* [DESCRIPTION OF THE TASK]: Repeat every line below exactly, word for word.

[Stored data]
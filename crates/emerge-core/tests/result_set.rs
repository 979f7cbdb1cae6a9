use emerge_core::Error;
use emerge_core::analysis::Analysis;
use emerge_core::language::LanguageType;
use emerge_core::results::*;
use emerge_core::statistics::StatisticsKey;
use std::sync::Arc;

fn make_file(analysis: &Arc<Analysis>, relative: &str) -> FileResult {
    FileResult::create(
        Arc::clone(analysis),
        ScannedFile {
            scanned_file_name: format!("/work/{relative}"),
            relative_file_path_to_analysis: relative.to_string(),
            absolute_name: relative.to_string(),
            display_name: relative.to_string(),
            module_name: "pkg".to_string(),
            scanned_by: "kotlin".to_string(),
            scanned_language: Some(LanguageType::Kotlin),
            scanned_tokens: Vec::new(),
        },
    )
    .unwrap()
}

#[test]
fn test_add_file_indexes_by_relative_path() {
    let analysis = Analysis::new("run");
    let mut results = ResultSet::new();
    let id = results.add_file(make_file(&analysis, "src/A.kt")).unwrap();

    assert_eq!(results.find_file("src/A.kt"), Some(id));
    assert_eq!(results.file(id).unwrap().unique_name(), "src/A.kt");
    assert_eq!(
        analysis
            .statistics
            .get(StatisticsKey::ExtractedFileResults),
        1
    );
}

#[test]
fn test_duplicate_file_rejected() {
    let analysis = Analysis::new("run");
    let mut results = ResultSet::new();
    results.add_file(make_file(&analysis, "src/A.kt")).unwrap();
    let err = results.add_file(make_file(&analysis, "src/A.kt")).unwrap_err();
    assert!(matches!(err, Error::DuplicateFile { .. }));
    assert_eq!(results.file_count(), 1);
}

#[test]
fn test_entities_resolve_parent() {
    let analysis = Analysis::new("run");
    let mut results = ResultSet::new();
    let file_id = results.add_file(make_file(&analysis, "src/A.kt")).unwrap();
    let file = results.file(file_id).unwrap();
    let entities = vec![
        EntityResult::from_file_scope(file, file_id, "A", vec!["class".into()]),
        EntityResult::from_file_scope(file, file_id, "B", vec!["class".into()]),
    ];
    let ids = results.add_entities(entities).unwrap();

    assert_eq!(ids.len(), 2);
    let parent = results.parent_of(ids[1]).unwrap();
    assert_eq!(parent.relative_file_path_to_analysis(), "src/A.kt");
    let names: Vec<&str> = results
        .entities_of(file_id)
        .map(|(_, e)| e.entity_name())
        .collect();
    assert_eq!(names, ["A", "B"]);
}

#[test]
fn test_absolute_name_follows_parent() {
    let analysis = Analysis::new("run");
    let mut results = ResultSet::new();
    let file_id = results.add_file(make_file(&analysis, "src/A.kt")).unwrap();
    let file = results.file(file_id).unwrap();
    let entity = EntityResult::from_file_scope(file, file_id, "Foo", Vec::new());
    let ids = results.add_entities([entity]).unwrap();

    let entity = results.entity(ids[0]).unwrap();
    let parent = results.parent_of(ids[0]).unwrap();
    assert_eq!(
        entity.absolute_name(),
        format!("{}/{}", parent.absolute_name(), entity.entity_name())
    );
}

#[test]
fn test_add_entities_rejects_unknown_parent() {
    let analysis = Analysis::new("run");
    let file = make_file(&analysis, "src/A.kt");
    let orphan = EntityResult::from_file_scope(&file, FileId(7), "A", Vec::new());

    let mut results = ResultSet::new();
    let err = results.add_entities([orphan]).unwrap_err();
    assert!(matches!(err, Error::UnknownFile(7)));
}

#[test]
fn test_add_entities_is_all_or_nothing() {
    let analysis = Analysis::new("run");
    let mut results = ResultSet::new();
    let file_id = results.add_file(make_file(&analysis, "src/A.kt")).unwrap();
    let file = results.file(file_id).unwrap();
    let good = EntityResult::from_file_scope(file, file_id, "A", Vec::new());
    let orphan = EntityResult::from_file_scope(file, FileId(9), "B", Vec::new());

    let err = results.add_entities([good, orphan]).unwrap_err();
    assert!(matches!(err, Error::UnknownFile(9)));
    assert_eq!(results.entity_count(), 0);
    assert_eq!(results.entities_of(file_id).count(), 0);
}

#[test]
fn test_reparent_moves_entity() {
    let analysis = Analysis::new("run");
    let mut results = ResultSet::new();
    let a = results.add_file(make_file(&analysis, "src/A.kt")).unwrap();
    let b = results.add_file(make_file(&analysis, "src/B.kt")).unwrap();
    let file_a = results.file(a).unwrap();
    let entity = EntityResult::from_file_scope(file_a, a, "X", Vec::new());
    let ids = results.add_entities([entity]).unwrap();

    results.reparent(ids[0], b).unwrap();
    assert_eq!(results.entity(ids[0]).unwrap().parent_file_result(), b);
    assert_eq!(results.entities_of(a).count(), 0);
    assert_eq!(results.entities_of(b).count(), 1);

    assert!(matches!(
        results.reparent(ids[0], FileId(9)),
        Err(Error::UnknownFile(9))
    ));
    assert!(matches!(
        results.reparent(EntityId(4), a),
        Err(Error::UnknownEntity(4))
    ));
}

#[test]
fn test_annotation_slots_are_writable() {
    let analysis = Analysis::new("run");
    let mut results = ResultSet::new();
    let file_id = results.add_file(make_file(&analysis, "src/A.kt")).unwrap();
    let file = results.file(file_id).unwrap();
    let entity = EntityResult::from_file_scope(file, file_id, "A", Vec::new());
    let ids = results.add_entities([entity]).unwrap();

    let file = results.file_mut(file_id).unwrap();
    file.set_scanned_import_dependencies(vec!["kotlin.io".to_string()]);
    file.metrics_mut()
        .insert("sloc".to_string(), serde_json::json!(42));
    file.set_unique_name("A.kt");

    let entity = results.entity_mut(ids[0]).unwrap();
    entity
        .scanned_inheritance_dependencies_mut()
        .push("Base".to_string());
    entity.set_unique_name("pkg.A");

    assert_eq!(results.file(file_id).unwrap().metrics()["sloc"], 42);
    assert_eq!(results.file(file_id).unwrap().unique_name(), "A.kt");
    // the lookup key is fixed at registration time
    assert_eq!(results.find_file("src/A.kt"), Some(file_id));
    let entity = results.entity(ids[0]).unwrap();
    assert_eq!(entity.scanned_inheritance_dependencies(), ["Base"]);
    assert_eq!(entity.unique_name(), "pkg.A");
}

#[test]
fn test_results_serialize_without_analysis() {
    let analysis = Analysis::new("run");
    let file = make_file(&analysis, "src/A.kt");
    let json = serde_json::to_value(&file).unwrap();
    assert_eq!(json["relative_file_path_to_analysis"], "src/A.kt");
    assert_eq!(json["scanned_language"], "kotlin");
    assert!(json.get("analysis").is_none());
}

* [ANSWER FOR THIS EXERCISE]:
filename crates/emerge-core/tests/result_set.rs
repository 979f7cbdb1cae6a9
use emerge_core::Error;
use emerge_core::analysis::Analysis;
use emerge_core::language::LanguageType;
use emerge_core::results::*;
use emerge_core::statistics::StatisticsKey;
use std::sync::Arc;

fn make_file(analysis: &Arc<Analysis>, relative: &str) -> FileResult {
    FileResult::create(
        Arc::clone(analysis),
        ScannedFile {
            scanned_file_name: format!("/work/{relative}"),
            relative_file_path_to_analysis: relative.to_string(),
            absolute_name: relative.to_string(),
            display_name: relative.to_string(),
            module_name: "pkg".to_string(),
            scanned_by: "kotlin".to_string(),
            scanned_language: Some(LanguageType::Kotlin),
            scanned_tokens: Vec::new(),
        },
    )
    .unwrap()
}

#[test]
fn test_add_file_indexes_by_relative_path() {
    let analysis = Analysis::new("run");
    let mut results = ResultSet::new();
    let id = results.add_file(make_file(&analysis, "src/A.kt")).unwrap();

    assert_eq!(results.find_file("src/A.kt"), Some(id));
    assert_eq!(results.file(id).unwrap().unique_name(), "src/A.kt");
    assert_eq!(
        analysis
            .statistics
            .get(StatisticsKey::ExtractedFileResults),
        1
    );
}

#[test]
fn test_duplicate_file_rejected() {
    let analysis = Analysis::new("run");
    let mut results = ResultSet::new();
    results.add_file(make_file(&analysis, "src/A.kt")).unwrap();
    let err = results.add_file(make_file(&analysis, "src/A.kt")).unwrap_err();
    assert!(matches!(err, Error::DuplicateFile { .. }));
    assert_eq!(results.file_count(), 1);
}

#[test]
fn test_entities_resolve_parent() {
    let analysis = Analysis::new("run");
    let mut results = ResultSet::new();
    let file_id = results.add_file(make_file(&analysis, "src/A.kt")).unwrap();
    let file = results.file(file_id).unwrap();
    let entities = vec![
        EntityResult::from_file_scope(file, file_id, "A", vec!["class".into()]),
        EntityResult::from_file_scope(file, file_id, "B", vec!["class".into()]),
    ];
    let ids = results.add_entities(entities).unwrap();

    assert_eq!(ids.len(), 2);
    let parent = results.parent_of(ids[1]).unwrap();
    assert_eq!(parent.relative_file_path_to_analysis(), "src/A.kt");
    let names: Vec<&str> = results
        .entities_of(file_id)
        .map(|(_, e)| e.entity_name())
        .collect();
    assert_eq!(names, ["A", "B"]);
}

#[test]
fn test_absolute_name_follows_parent() {
    let analysis = Analysis::new("run");
    let mut results = ResultSet::new();
    let file_id = results.add_file(make_file(&analysis, "src/A.kt")).unwrap();
    let file = results.file(file_id).unwrap();
    let entity = EntityResult::from_file_scope(file, file_id, "Foo", Vec::new());
    let ids = results.add_entities([entity]).unwrap();

    let entity = results.entity(ids[0]).unwrap();
    let parent = results.parent_of(ids[0]).unwrap();
    assert_eq!(
        entity.absolute_name(),
        format!("{}/{}", parent.absolute_name(), entity.entity_name())
    );
}

#[test]
fn test_add_entities_rejects_unknown_parent() {
    let analysis = Analysis::new("run");
    let file = make_file(&analysis, "src/A.kt");
    let orphan = EntityResult::from_file_scope(&file, FileId(7), "A", Vec::new());

    let mut results = ResultSet::new();
    let err = results.add_entities([orphan]).unwrap_err();
    assert!(matches!(err, Error::UnknownFile(7)));
}

#[test]
fn test_add_entities_is_all_or_nothing() {
    let analysis = Analysis::new("run");
    let mut results = ResultSet::new();
    let file_id = results.add_file(make_file(&analysis, "src/A.kt")).unwrap();
    let file = results.file(file_id).unwrap();
    let good = EntityResult::from_file_scope(file, file_id, "A", Vec::new());
    let orphan = EntityResult::from_file_scope(file, FileId(9), "B", Vec::new());

    let err = results.add_entities([good, orphan]).unwrap_err();
    assert!(matches!(err, Error::UnknownFile(9)));
    assert_eq!(results.entity_count(), 0);
    assert_eq!(results.entities_of(file_id).count(), 0);
}

#[test]
fn test_reparent_moves_entity() {
    let analysis = Analysis::new("run");
    let mut results = ResultSet::new();
    let a = results.add_file(make_file(&analysis, "src/A.kt")).unwrap();
    let b = results.add_file(make_file(&analysis, "src/B.kt")).unwrap();
    let file_a = results.file(a).unwrap();
    let entity = EntityResult::from_file_scope(file_a, a, "X", Vec::new());
    let ids = results.add_entities([entity]).unwrap();

    results.reparent(ids[0], b).unwrap();
    assert_eq!(results.entity(ids[0]).unwrap().parent_file_result(), b);
    assert_eq!(results.entities_of(a).count(), 0);
    assert_eq!(results.entities_of(b).count(), 1);

    assert!(matches!(
        results.reparent(ids[0], FileId(9)),
        Err(Error::UnknownFile(9))
    ));
    assert!(matches!(
        results.reparent(EntityId(4), a),
        Err(Error::UnknownEntity(4))
    ));
}

#[test]
fn test_annotation_slots_are_writable() {
    let analysis = Analysis::new("run");
    let mut results = ResultSet::new();
    let file_id = results.add_file(make_file(&analysis, "src/A.kt")).unwrap();
    let file = results.file(file_id).unwrap();
    let entity = EntityResult::from_file_scope(file, file_id, "A", Vec::new());
    let ids = results.add_entities([entity]).unwrap();

    let file = results.file_mut(file_id).unwrap();
    file.set_scanned_import_dependencies(vec!["kotlin.io".to_string()]);
    file.metrics_mut()
        .insert("sloc".to_string(), serde_json::json!(42));
    file.set_unique_name("A.kt");

    let entity = results.entity_mut(ids[0]).unwrap();
    entity
        .scanned_inheritance_dependencies_mut()
        .push("Base".to_string());
    entity.set_unique_name("pkg.A");

    assert_eq!(results.file(file_id).unwrap().metrics()["sloc"], 42);
    assert_eq!(results.file(file_id).unwrap().unique_name(), "A.kt");
    // the lookup key is fixed at registration time
    assert_eq!(results.find_file("src/A.kt"), Some(file_id));
    let entity = results.entity(ids[0]).unwrap();
    assert_eq!(entity.scanned_inheritance_dependencies(), ["Base"]);
    assert_eq!(entity.unique_name(), "pkg.A");
}

#[test]
fn test_results_serialize_without_analysis() {
    let analysis = Analysis::new("run");
    let file = make_file(&analysis, "src/A.kt");
    let json = serde_json::to_value(&file).unwrap();
    assert_eq!(json["relative_file_path_to_analysis"], "src/A.kt");
    assert_eq!(json["scanned_language"], "kotlin");
    assert!(json.get("analysis").is_none());
}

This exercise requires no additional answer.